Input data =>
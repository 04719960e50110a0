//! Tests for the store-credit balance and discount-code endpoints.

use std::sync::Arc;

use axum::body::Body;
use axum::http::{Request, StatusCode};
use tower::ServiceExt;
use wiremock::matchers::{body_partial_json, header as header_match, method, path};
use wiremock::{Mock, MockServer, ResponseTemplate};

use storecredit::auth::{MemoryStore, Session, SessionStore};
use storecredit::server::{build_router, AppState};
use storecredit::{ApiKey, ApiSecretKey, AppConfig, HostUrl, ShopDomain};

const CUSTOMER_ID: u64 = 2_560_413_401_165;
const SHOP: &str = "test-shop.myshopify.com";

/// App state with a credential already stored for [`SHOP`].
async fn installed_state(api_base: &str) -> AppState {
    let config = AppConfig::builder()
        .api_key(ApiKey::new("test-api-key").unwrap())
        .api_secret_key(ApiSecretKey::new("test-secret").unwrap())
        .host(HostUrl::new("https://myapp.example.com").unwrap())
        .api_base(HostUrl::new(api_base).unwrap())
        .build()
        .unwrap();

    let store = Arc::new(MemoryStore::new());
    store
        .insert(Session::new(
            ShopDomain::new(SHOP).unwrap(),
            "tok123".to_string(),
            "read_customers,write_customers".parse().unwrap(),
        ))
        .await;

    AppState::new(config, store)
}

async fn body_string(response: axum::response::Response) -> String {
    let bytes = axum::body::to_bytes(response.into_body(), 1024 * 1024)
        .await
        .unwrap();
    String::from_utf8(bytes.to_vec()).unwrap()
}

/// Mounts a customer-fetch mock returning the given note value.
async fn mock_customer(server: &MockServer, note: serde_json::Value) {
    Mock::given(method("GET"))
        .and(path(format!("/admin/api/2019-10/customers/{CUSTOMER_ID}.json")))
        .and(header_match("X-Shopify-Access-Token", "tok123"))
        .respond_with(ResponseTemplate::new(200).set_body_json(serde_json::json!({
            "customer": {
                "id": CUSTOMER_ID,
                "email": "merchant@example.com",
                "note": note
            }
        })))
        .mount(server)
        .await;
}

#[tokio::test]
async fn balance_returns_note_value() {
    let upstream = MockServer::start().await;
    mock_customer(&upstream, serde_json::json!("150")).await;

    let app = build_router(installed_state(&upstream.uri()).await);
    let response = app
        .oneshot(
            Request::builder()
                .uri(format!(
                    "/store_credit/user/{CUSTOMER_ID}/balance?shop={SHOP}&hmac=ff"
                ))
                .body(Body::empty())
                .unwrap(),
        )
        .await
        .unwrap();

    assert_eq!(response.status(), StatusCode::OK);
    let body = body_string(response).await;

    // Pretty-printed with 3-space indentation
    assert!(body.contains("\n   \"customerId\""));
    let json: serde_json::Value = serde_json::from_str(&body).unwrap();
    assert_eq!(json["customerId"], CUSTOMER_ID);
    assert_eq!(json["storeCreditBalance"], 150);
}

#[tokio::test]
async fn balance_defaults_when_note_is_not_numeric() {
    let upstream = MockServer::start().await;
    mock_customer(&upstream, serde_json::json!("prefers email contact")).await;

    let app = build_router(installed_state(&upstream.uri()).await);
    let response = app
        .oneshot(
            Request::builder()
                .uri(format!(
                    "/store_credit/user/{CUSTOMER_ID}/balance?shop={SHOP}&hmac=ff"
                ))
                .body(Body::empty())
                .unwrap(),
        )
        .await
        .unwrap();

    let json: serde_json::Value =
        serde_json::from_str(&body_string(response).await).unwrap();
    assert_eq!(json["storeCreditBalance"], 150);
}

#[tokio::test]
async fn balance_is_idempotent_without_writes() {
    let upstream = MockServer::start().await;
    mock_customer(&upstream, serde_json::json!("87.5")).await;

    let state = installed_state(&upstream.uri()).await;
    let mut bodies = Vec::new();
    for _ in 0..2 {
        let app = build_router(state.clone());
        let response = app
            .oneshot(
                Request::builder()
                    .uri(format!(
                        "/store_credit/user/{CUSTOMER_ID}/balance?shop={SHOP}&hmac=ff"
                    ))
                    .body(Body::empty())
                    .unwrap(),
            )
            .await
            .unwrap();
        assert_eq!(response.status(), StatusCode::OK);
        bodies.push(body_string(response).await);
    }

    assert_eq!(bodies[0], bodies[1]);
}

#[tokio::test]
async fn balance_without_credential_returns_400() {
    // No session stored for this shop
    let config = AppConfig::builder()
        .api_key(ApiKey::new("test-api-key").unwrap())
        .api_secret_key(ApiSecretKey::new("test-secret").unwrap())
        .build()
        .unwrap();
    let app = build_router(AppState::new(config, Arc::new(MemoryStore::new())));

    let response = app
        .oneshot(
            Request::builder()
                .uri(format!(
                    "/store_credit/user/{CUSTOMER_ID}/balance?shop={SHOP}&hmac=ff"
                ))
                .body(Body::empty())
                .unwrap(),
        )
        .await
        .unwrap();

    assert_eq!(response.status(), StatusCode::BAD_REQUEST);
    assert_eq!(
        body_string(response).await,
        "Access token is missing. Please go to the app homepage"
    );
}

#[tokio::test]
async fn balance_without_hmac_param_returns_400() {
    let upstream = MockServer::start().await;
    let app = build_router(installed_state(&upstream.uri()).await);

    let response = app
        .oneshot(
            Request::builder()
                .uri(format!("/store_credit/user/{CUSTOMER_ID}/balance?shop={SHOP}"))
                .body(Body::empty())
                .unwrap(),
        )
        .await
        .unwrap();

    assert_eq!(response.status(), StatusCode::BAD_REQUEST);
}

#[tokio::test]
async fn discount_code_debits_balance_and_writes_note_back() {
    let upstream = MockServer::start().await;
    mock_customer(&upstream, serde_json::json!("150")).await;

    // 150 - (24 + 26) = 100 must be written back to the note
    Mock::given(method("PUT"))
        .and(path(format!("/admin/api/2019-10/customers/{CUSTOMER_ID}.json")))
        .and(header_match("X-Shopify-Access-Token", "tok123"))
        .and(body_partial_json(serde_json::json!({
            "customer": {"id": CUSTOMER_ID, "note": "100"}
        })))
        .respond_with(ResponseTemplate::new(200).set_body_json(serde_json::json!({
            "customer": {"id": CUSTOMER_ID}
        })))
        .expect(1)
        .mount(&upstream)
        .await;

    let app = build_router(installed_state(&upstream.uri()).await);
    let response = app
        .oneshot(
            Request::builder()
                .uri(format!(
                    "/store_credit/user/{CUSTOMER_ID}/discount_code?shop={SHOP}&hmac=ff&item_ids=24,26"
                ))
                .body(Body::empty())
                .unwrap(),
        )
        .await
        .unwrap();

    assert_eq!(response.status(), StatusCode::OK);
    let body = body_string(response).await;
    assert!(body.contains("\n   \"discountCode\""));

    let json: serde_json::Value = serde_json::from_str(&body).unwrap();
    assert_eq!(json["discountAmount"], 50);

    let code = json["discountCode"].as_u64().unwrap();
    assert!((100_000..=999_999).contains(&code), "code was {code}");
}

#[tokio::test]
async fn discount_code_clamps_balance_at_zero_on_underflow() {
    let upstream = MockServer::start().await;
    mock_customer(&upstream, serde_json::json!("10")).await;

    Mock::given(method("PUT"))
        .and(path(format!("/admin/api/2019-10/customers/{CUSTOMER_ID}.json")))
        .and(body_partial_json(serde_json::json!({
            "customer": {"note": "0"}
        })))
        .respond_with(ResponseTemplate::new(200).set_body_json(serde_json::json!({
            "customer": {"id": CUSTOMER_ID}
        })))
        .expect(1)
        .mount(&upstream)
        .await;

    let app = build_router(installed_state(&upstream.uri()).await);
    let response = app
        .oneshot(
            Request::builder()
                .uri(format!(
                    "/store_credit/user/{CUSTOMER_ID}/discount_code?shop={SHOP}&hmac=ff&item_ids=30"
                ))
                .body(Body::empty())
                .unwrap(),
        )
        .await
        .unwrap();

    assert_eq!(response.status(), StatusCode::OK);
    let json: serde_json::Value =
        serde_json::from_str(&body_string(response).await).unwrap();
    assert_eq!(json["discountAmount"], 30);
}

#[tokio::test]
async fn discount_code_without_item_ids_debits_nothing() {
    let upstream = MockServer::start().await;
    mock_customer(&upstream, serde_json::json!("150")).await;

    Mock::given(method("PUT"))
        .and(path(format!("/admin/api/2019-10/customers/{CUSTOMER_ID}.json")))
        .and(body_partial_json(serde_json::json!({
            "customer": {"note": "150"}
        })))
        .respond_with(ResponseTemplate::new(200).set_body_json(serde_json::json!({
            "customer": {"id": CUSTOMER_ID}
        })))
        .expect(1)
        .mount(&upstream)
        .await;

    let app = build_router(installed_state(&upstream.uri()).await);
    let response = app
        .oneshot(
            Request::builder()
                .uri(format!(
                    "/store_credit/user/{CUSTOMER_ID}/discount_code?shop={SHOP}&hmac=ff"
                ))
                .body(Body::empty())
                .unwrap(),
        )
        .await
        .unwrap();

    assert_eq!(response.status(), StatusCode::OK);
    let json: serde_json::Value =
        serde_json::from_str(&body_string(response).await).unwrap();
    assert_eq!(json["discountAmount"], 0);
}

#[tokio::test]
async fn upstream_customer_failure_propagates_status() {
    let upstream = MockServer::start().await;

    Mock::given(method("GET"))
        .and(path(format!("/admin/api/2019-10/customers/{CUSTOMER_ID}.json")))
        .respond_with(
            ResponseTemplate::new(404).set_body_json(serde_json::json!({"errors": "Not Found"})),
        )
        .mount(&upstream)
        .await;

    let app = build_router(installed_state(&upstream.uri()).await);
    let response = app
        .oneshot(
            Request::builder()
                .uri(format!(
                    "/store_credit/user/{CUSTOMER_ID}/balance?shop={SHOP}&hmac=ff"
                ))
                .body(Body::empty())
                .unwrap(),
        )
        .await
        .unwrap();

    assert_eq!(response.status(), StatusCode::NOT_FOUND);
    assert_eq!(body_string(response).await, "Not Found");
}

Assignment => Restate, word for word and with nothing added, the lines from the first line of the listing through the one where "App state with" stands.

Finished task =>
repository 04719960e50110a0
//! Tests for the store-credit balance and discount-code endpoints.

use std::sync::Arc;

use axum::body::Body;
use axum::http::{Request, StatusCode};
use tower::ServiceExt;
use wiremock::matchers::{body_partial_json, header as header_match, method, path};
use wiremock::{Mock, MockServer, ResponseTemplate};

use storecredit::auth::{MemoryStore, Session, SessionStore};
use storecredit::server::{build_router, AppState};
use storecredit::{ApiKey, ApiSecretKey, AppConfig, HostUrl, ShopDomain};

const CUSTOMER_ID: u64 = 2_560_413_401_165;
const SHOP: &str = "test-shop.myshopify.com";

/// App state with a credential already stored for [`SHOP`].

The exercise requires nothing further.